— TO DO —
Only the lines of the data below from the one with "repository 021340d34cd87b30" through the one with "an explicit length." are wanted. Repeat them exactly.

╔══

//! Typedef alias transformation.

use rustc_hash::FxHashMap;

use typebind_core::{RegistrationError, TypeDescriptor};
use typebind_registry::TypeTransformation;

/// Resolves typedef names to the base type they stand for.
///
/// Only the base name is replaced, so `const size_type *` with
/// `size_type -> uint64_t` becomes `const uint64_t *`. Values need no
/// conversion. Aliases must point at a non-alias; a chain is rejected
/// when the registry is built.
#[derive(Debug, Clone, Default)]
pub struct TypeAliasTransformation {
    aliases: FxHashMap<String, String>,
}

impl TypeAliasTransformation {
    pub fn new() -> Self {
        Self::default()
    }

    /// Add an alias. A later alias for the same name replaces the earlier one.
    pub fn alias(mut self, from: impl Into<String>, to: impl Into<String>) -> Self {
        self.aliases.insert(from.into(), to.into());
        self
    }

    pub fn resolve(&self, name: &str) -> Option<&str> {
        self.aliases.get(name).map(String::as_str)
    }

    pub fn len(&self) -> usize {
        self.aliases.len()
    }

    pub fn is_empty(&self) -> bool {
        self.aliases.is_empty()
    }
}

impl TypeTransformation for TypeAliasTransformation {
    fn name(&self) -> &str {
        "typedef-aliases"
    }

    fn untransformed_name(&self, ty: &TypeDescriptor) -> Option<String> {
        let target = self.resolve(&ty.base_name)?;
        let mut resolved = ty.clone();
        resolved.base_name = target.to_string();
        Some(resolved.to_string())
    }

    fn validate(&self) -> Result<(), RegistrationError> {
        let mut aliases: Vec<_> = self.aliases.iter().collect();
        aliases.sort_unstable();

        match aliases
            .into_iter()
            .find(|(_, target)| self.aliases.contains_key(target.as_str()))
        {
            Some((alias, target)) => Err(RegistrationError::AliasChain {
                alias: alias.clone(),
                target: target.clone(),
            }),
            None => Ok(()),
        }
    }
}

#[cfg(test)]
mod tests {
    use super::*;
    use typebind_parser::parse_type;

    fn aliases() -> TypeAliasTransformation {
        TypeAliasTransformation::new()
            .alias("size_type", "uint64_t")
            .alias("Handle", "Node")
    }

    #[test]
    fn keeps_qualifiers() {
        let t = aliases();
        let ty = parse_type("const size_type *").unwrap();
        assert_eq!(
            t.untransformed_name(&ty).as_deref(),
            Some("const uint64_t *")
        );

        let ty = parse_type("Handle&").unwrap();
        assert_eq!(t.untransformed_name(&ty).as_deref(), Some("Node &"));
    }

    #[test]
    fn declines_unknown_names() {
        let t = aliases();
        assert_eq!(t.untransformed_name(&parse_type("int").unwrap()), None);
        assert_eq!(t.resolve("Node"), None);
        assert_eq!(t.len(), 2);
    }

    #[test]
    fn output_is_a_fixed_point() {
        let t = aliases();
        let ty = parse_type("size_type").unwrap();
        let once = t.untransformed_name(&ty).unwrap();
        assert_eq!(t.untransformed_name(&parse_type(&once).unwrap()), None);
    }

    #[test]
    fn chains_are_rejected() {
        assert!(aliases().validate().is_ok());

        let chained = aliases().alias("Index", "size_type");
        assert_eq!(
            chained.validate(),
            Err(RegistrationError::AliasChain {
                alias: "Index".into(),
                target: "size_type".into(),
            })
        );
    }
}
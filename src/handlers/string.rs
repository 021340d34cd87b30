//! C string and `std::string` handlers.

use typebind_core::{CodegenError, Direction, ForwardWrapper, ReverseWrapper};
use typebind_registry::{Handler, TypeHandler};

/// NUL-terminated `char *` parameter. The script side keeps ownership.
#[derive(Debug, Clone, Copy, Default)]
pub struct CStringParam;

impl TypeHandler for CStringParam {
    fn name(&self) -> &str {
        "CStringParam"
    }

    fn emit_forward(
        &self,
        handler: &Handler,
        wrapper: &mut ForwardWrapper,
    ) -> Result<(), CodegenError> {
        if handler.direction() != Direction::In {
            return Err(handler.unsupported_direction());
        }

        let name = wrapper.declarations.declare_variable(
            "const char *",
            handler.name(),
            handler.default_value(),
        );
        let args = [format!("&{name}")];
        let keyword = Some(handler.name());
        let params = &mut wrapper.parse_params;
        if handler.default_value().is_some() {
            params.add_optional_parameter("s", args, keyword);
        } else {
            params.add_parameter("s", args, keyword);
        }

        // Native signatures that take a mutable `char *` still only read it.
        let arg = if handler.descriptor().is_const {
            name
        } else {
            format!("(char *) {name}")
        };
        let arg =
            handler.transformed_value(&mut wrapper.declarations, &mut wrapper.before_call, &arg);
        wrapper.call_params.push(arg);
        Ok(())
    }

    fn emit_reverse(
        &self,
        handler: &Handler,
        wrapper: &mut ReverseWrapper,
    ) -> Result<(), CodegenError> {
        if handler.direction() != Direction::In {
            return Err(handler.unsupported_direction());
        }

        let value = handler.untransformed_value(
            &mut wrapper.declarations,
            &mut wrapper.before_call,
            handler.name(),
        );
        wrapper.build_params.add_parameter("s", [value], None);
        Ok(())
    }
}

/// `std::string` by value or const reference, passed with an explicit length.
#[derive(Debug, Clone, Copy, Default)]
pub struct StdStringParam;

impl TypeHandler for StdStringParam {
    fn name(&self) -> &str {
        "StdStringParam"
    }

    fn emit_forward(
        &self,
        handler: &Handler,
        wrapper: &mut ForwardWrapper,
    ) -> Result<(), CodegenError> {
        if handler.direction() != Direction::In {
            return Err(handler.unsupported_direction());
        }

        let name = wrapper
            .declarations
            .declare_variable("const char *", handler.name(), None);
        let len = format!("{name}_len");
        let len = wrapper
            .declarations
            .declare_variable("Py_ssize_t", &len, None);
        wrapper.parse_params.add_parameter(
            "s#",
            [format!("&{name}"), format!("&{len}")],
            Some(handler.name()),
        );

        let value = format!("std::string({name}, {len})");
        let value =
            handler.transformed_value(&mut wrapper.declarations, &mut wrapper.before_call, &value);
        wrapper.call_params.push(value);
        Ok(())
    }

    fn emit_reverse(
        &self,
        handler: &Handler,
        wrapper: &mut ReverseWrapper,
    ) -> Result<(), CodegenError> {
        if handler.direction() != Direction::In {
            return Err(handler.unsupported_direction());
        }

        let value = handler.untransformed_value(
            &mut wrapper.declarations,
            &mut wrapper.before_call,
            handler.name(),
        );
        wrapper.build_params.add_parameter(
            "s#",
            [format!("({value}).c_str()"), format!("({value}).size()")],
            None,
        );
        Ok(())
    }
}

/// `char *` return value.
#[derive(Debug, Clone, Copy, Default)]
pub struct CStringReturn;

impl TypeHandler for CStringReturn {
    fn name(&self) -> &str {
        "CStringReturn"
    }

    fn emit_forward(
        &self,
        handler: &Handler,
        wrapper: &mut ForwardWrapper,
    ) -> Result<(), CodegenError> {
        let name = wrapper.settings().retval_name().to_string();
        let retval = wrapper
            .declarations
            .declare_variable(handler.storage_ctype(), &name, None);
        wrapper.set_return_value(retval.as_str());

        let value = handler.untransformed_value(
            &mut wrapper.declarations,
            &mut wrapper.after_call,
            &retval,
        );
        wrapper.build_params.prepend_parameter("s", [value]);
        Ok(())
    }

    /// The returned pointer borrows from the script result, so a reverse
    /// wrapper cannot hand it to native code.
    fn emit_reverse(
        &self,
        handler: &Handler,
        _wrapper: &mut ReverseWrapper,
    ) -> Result<(), CodegenError> {
        Err(handler.unsupported_wrapper("reverse"))
    }
}

/// `std::string` return value.
#[derive(Debug, Clone, Copy, Default)]
pub struct StdStringReturn;

impl TypeHandler for StdStringReturn {
    fn name(&self) -> &str {
        "StdStringReturn"
    }

    fn emit_forward(
        &self,
        handler: &Handler,
        wrapper: &mut ForwardWrapper,
    ) -> Result<(), CodegenError> {
        let name = wrapper.settings().retval_name().to_string();
        let retval = wrapper
            .declarations
            .declare_variable(handler.storage_ctype(), &name, None);
        wrapper.set_return_value(retval.as_str());

        let value = handler.untransformed_value(
            &mut wrapper.declarations,
            &mut wrapper.after_call,
            &retval,
        );
        wrapper.build_params.prepend_parameter(
            "s#",
            [format!("({value}).c_str()"), format!("({value}).size()")],
        );
        Ok(())
    }

    fn emit_reverse(
        &self,
        handler: &Handler,
        wrapper: &mut ReverseWrapper,
    ) -> Result<(), CodegenError> {
        let retval_name = wrapper.settings().retval_name().to_string();
        let retval = wrapper
            .declarations
            .declare_variable("const char *", &retval_name, None);
        let len = format!("{retval}_len");
        let len = wrapper
            .declarations
            .declare_variable("Py_ssize_t", &len, None);
        wrapper
            .parse_params
            .prepend_parameter("s#", [format!("&{retval}"), format!("&{len}")]);

        let value = format!("std::string({retval}, {len})");
        let value =
            handler.transformed_value(&mut wrapper.declarations, &mut wrapper.after_call, &value);
        wrapper.set_return_value(value);
        Ok(())
    }
}
//! Token definitions for type strings.

use std::fmt;

/// Token categories of the type grammar.
#[derive(Debug, Clone, Copy, PartialEq, Eq, Hash)]
pub enum TokenKind {
    /// Identifier, possibly scoped (`std::string`).
    Identifier,
    /// `const`
    Const,
    /// `<`
    Less,
    /// `>`
    Greater,
    /// `,`
    Comma,
    /// `*`
    Star,
    /// `&`
    Amp,
    /// End of input.
    Eof,
}

impl TokenKind {
    pub fn description(&self) -> &'static str {
        match self {
            TokenKind::Identifier => "identifier",
            TokenKind::Const => "'const'",
            TokenKind::Less => "'<'",
            TokenKind::Greater => "'>'",
            TokenKind::Comma => "','",
            TokenKind::Star => "'*'",
            TokenKind::Amp => "'&'",
            TokenKind::Eof => "end of input",
        }
    }
}

impl fmt::Display for TokenKind {
    fn fmt(&self, f: &mut fmt::Formatter<'_>) -> fmt::Result {
        f.write_str(self.description())
    }
}

/// A lexed token borrowing its text from the source.
#[derive(Debug, Clone, Copy, PartialEq, Eq)]
pub struct Token<'src> {
    pub kind: TokenKind,
    pub lexeme: &'src str,
    /// Column where the token starts (1-indexed).
    pub column: u32,
}

impl<'src> Token<'src> {
    pub fn new(kind: TokenKind, lexeme: &'src str, column: u32) -> Self {
        Self {
            kind,
            lexeme,
            column,
        }
    }

    /// Text used when reporting this token in an error.
    pub fn describe(&self) -> String {
        match self.kind {
            TokenKind::Identifier => format!("'{}'", self.lexeme),
            kind => kind.description().to_string(),
        }
    }
}

/// Map reserved words to their token kind.
pub fn lookup_keyword(ident: &str) -> Option<TokenKind> {
    match ident {
        "const" => Some(TokenKind::Const),
        _ => None,
    }
}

╚══

— RESPONSE AREA —
repository 021340d34cd87b30
//! C string and `std::string` handlers.

use typebind_core::{CodegenError, Direction, ForwardWrapper, ReverseWrapper};
use typebind_registry::{Handler, TypeHandler};

/// NUL-terminated `char *` parameter. The script side keeps ownership.
#[derive(Debug, Clone, Copy, Default)]
pub struct CStringParam;

impl TypeHandler for CStringParam {
    fn name(&self) -> &str {
        "CStringParam"
    }

    fn emit_forward(
        &self,
        handler: &Handler,
        wrapper: &mut ForwardWrapper,
    ) -> Result<(), CodegenError> {
        if handler.direction() != Direction::In {
            return Err(handler.unsupported_direction());
        }

        let name = wrapper.declarations.declare_variable(
            "const char *",
            handler.name(),
            handler.default_value(),
        );
        let args = [format!("&{name}")];
        let keyword = Some(handler.name());
        let params = &mut wrapper.parse_params;
        if handler.default_value().is_some() {
            params.add_optional_parameter("s", args, keyword);
        } else {
            params.add_parameter("s", args, keyword);
        }

        // Native signatures that take a mutable `char *` still only read it.
        let arg = if handler.descriptor().is_const {
            name
        } else {
            format!("(char *) {name}")
        };
        let arg =
            handler.transformed_value(&mut wrapper.declarations, &mut wrapper.before_call, &arg);
        wrapper.call_params.push(arg);
        Ok(())
    }

    fn emit_reverse(
        &self,
        handler: &Handler,
        wrapper: &mut ReverseWrapper,
    ) -> Result<(), CodegenError> {
        if handler.direction() != Direction::In {
            return Err(handler.unsupported_direction());
        }

        let value = handler.untransformed_value(
            &mut wrapper.declarations,
            &mut wrapper.before_call,
            handler.name(),
        );
        wrapper.build_params.add_parameter("s", [value], None);
        Ok(())
    }
}

/// `std::string` by value or const reference, passed with an explicit length.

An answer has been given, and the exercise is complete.